L’idea – spiegano gli inquirenti – potrebbe essere nata osservando le tecniche usate nel terrorismo internazionale: le piattaforme videoludiche sono protette da elevata crittografia, hanno server decentrati e l’accesso ai contenuti è così difficile da mettere in crisi perfino un giudice. Così, mentre all’apparenza i boss sembravano semplici videogiocatori, in realtà gestivano traffici, imbastivano accordi e mantenevano i contatti tra detenuti e affiliati.
A far emergere il sistema è stata un’intercettazione telefonica risalente al 15 maggio 2020. Giuseppe Troncone, figlio del boss Vitale, racconta al padre di aver appena chattato tramite PlayStation con Mariano Frizziero, figura apicale dell’altro clan. I due, per eludere ogni controllo, utilizzavano soprannomi: Frizziero veniva chiamato “zia Maria”. Quando Vitale chiede di mettersi in contatto con lui tramite console, il figlio prova a eseguire ma “zia Maria” risulta offline. È l’inizio di un filone d’indagine che, secondo gli inquirenti, dovrà entrare nel bagaglio investigativo di chi si occupa di criminalità organizzata tanto quanto di terrorismo.

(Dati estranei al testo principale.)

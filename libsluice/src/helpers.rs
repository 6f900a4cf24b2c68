use serde::{Deserialize, Deserializer, Serialize};

pub fn to_hex<S>(bytes: &[u8], s: S) -> Result<S::Ok, S::Error>
where
    S: serde::Serializer,
{
    hex::encode(bytes).serialize(s)
}

pub fn from_hex<'de, D>(de: D) -> Result<Vec<u8>, D::Error>
where
    D: Deserializer<'de>,
{
    let hex_str = String::deserialize(de)?;
    hex::decode(hex_str).map_err(|e| serde::de::Error::custom(format!("Invalid hex string: {e}")))
}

Ma le rivelazioni non si fermano al fronte digitale. L’indagine ha anche svelato un sistema di riciclaggio attraverso il noleggio di natanti intestati fittiziamente. I fondi? Proventi di contrabbando e spaccio. I carabinieri hanno sequestrato le imbarcazioni e disposto il divieto di esercizio dell’attività imprenditoriale per la titolare della società coinvolta, con sede a Nisida. In questa rete spunta anche un agente della Polizia Penitenziaria, marito della titolare e sospettato di aver agito da intermediario.